The isolated kDNA network is a planar structure containing thousands of minicircles and dozens of maxicircles interlocked in an unusual arrangement (Figure 6). The minicircles are organized in the form of rosettes, which have a center from which DNA loops radiate. The rosettes are connected to one another by bundles of filament. The maxicircles, on the other hand, form independent catenanes within kDNA networks that are linked to one another within the catenane of the minicircles .
Because kDNA networks have a diameter comparable to that of the entire cell, an efficient mechanism of kDNA condensation must exist so that the network fits within the mitochondrial lumen. Small, highly basic kinetoplast-associated proteins (KAPs) are candidates for packaging
and organizing the kDNA [36, 37].
Recently, the topological organization of the kDNA was revisited by our group using AFM. The challenges and advantages of using AFM to study the kDNA will be discussed in the next section.

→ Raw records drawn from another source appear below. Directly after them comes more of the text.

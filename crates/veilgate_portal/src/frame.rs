use glam::Mat4;

use veilgate_shared::camera::{Camera, Eye, StereoRig};
use veilgate_shared::transform::Transform;

use crate::backend::SkyboxId;
use crate::portal::PortalId;
use crate::settings::RendererSettings;

/// Per-frame state shared by the resolver, executor and clipping code. Built
/// by the renderer for one viewer camera and dropped at the end of the frame.
#[derive(Debug, Clone)]
pub struct FrameContext<'a> {
    pub settings: &'a RendererSettings,
    /// Centre-eye pose of the viewer.
    pub viewer: Transform,
    /// Mono projection at the viewer's own near and far planes.
    pub projection: Mat4,
    pub near: f32,
    pub far: f32,
    pub stereo: Option<StereoRig>,
    /// Portal the viewer is standing in; its renderer visibility is not trusted.
    pub ignore_culling_for: Option<PortalId>,
    /// Skybox of the viewer camera, used by surfaces without their own.
    pub skybox: Option<SkyboxId>,
}

impl<'a> FrameContext<'a> {
    pub fn recursions(&self) -> u32 {
        self.settings.quality.recursions
    }

    pub fn terminal_depth(&self) -> u32 {
        self.settings.quality.terminal_depth()
    }

    pub fn is_stereo(&self) -> bool {
        self.stereo.is_some()
    }

    pub fn ipd(&self) -> f32 {
        self.stereo.map_or(0.0, |rig| rig.ipd)
    }

    /// How far behind a portal plane the viewer may be while the portal could
    /// still cut either eye's near plane.
    pub fn stereo_near_margin(&self) -> f32 {
        self.ipd() * 0.5 + self.near + self.settings.stereo_near_clip_margin
    }

    /// Lossy scale of the viewer rig along x.
    pub fn viewer_scale(&self) -> f32 {
        let scale = self.viewer.scale.x;
        if scale.abs() > f32::EPSILON {
            scale
        } else {
            1.0
        }
    }

    pub fn eye_projection(&self, eye: Eye) -> Mat4 {
        match self.stereo {
            Some(rig) => rig.fov(eye).projection(self.near, self.far),
            None => self.projection,
        }
    }

    /// Camera for `eye`, offset half the IPD along the viewer's right axis
    /// when rendering in stereo.
    pub fn eye_camera(&self, eye: Eye) -> Camera {
        let mut pose = self.viewer;
        if self.is_stereo() {
            pose.position += self.viewer.right() * eye.side() * self.ipd() * 0.5;
        }
        Camera::with_projection(pose, self.eye_projection(eye), self.near, self.far)
    }

    pub fn center_camera(&self) -> Camera {
        Camera::with_projection(self.viewer, self.projection, self.near, self.far)
    }
}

5. Atomic Force Microscopy as a Tool to Investigate Kinetoplast DNA Organization: Advantages and Challenges
The advent of AFM in 1986 opened up an exciting perspective for the study of biological specimens . AFM has several features that render it attractive to biologists: it covers a wide range of resolution (from nm to [micro]m); it can be used for imaging at atmospheric pressure; and the sample preparation for AFM imaging is normally very fast and simple, as there is no need for stains, shadows, labels, or other procedures that could create artifacts in the material. In addition, an important advantage of AFM over EM is its ability to measure heights and therefore obtain topographic maps of cells and nanometer samples such as proteins and nucleic acids. Early publications related to observations of the DNA structure using AFM included imaging of single- and double-stranded DNA/RNA molecules [39-41], linear and circular DNA [42, 43], relaxed and supercoiled plasmids [44, 45], and the kDNA network of the trypanosomatid C. fasciculata . The preparation of kDNA samples for AFM analysis was initially a major challenge because thousands of interlocked DNA molecules had to be completely scattered on a surface to be observed. In addition, since AFM uses a probe to scan the surface, the large kDNA network must be firmly attached to the substrate so that the sample will not be dragged by the tip. Prior knowledge related to immobilizing linear DNA and plasmid samples for AFM was useful for working with kDNA. However, the methods described to dry small DNA molecules for AFM observation were not successful with the kDNA network, as discussed below.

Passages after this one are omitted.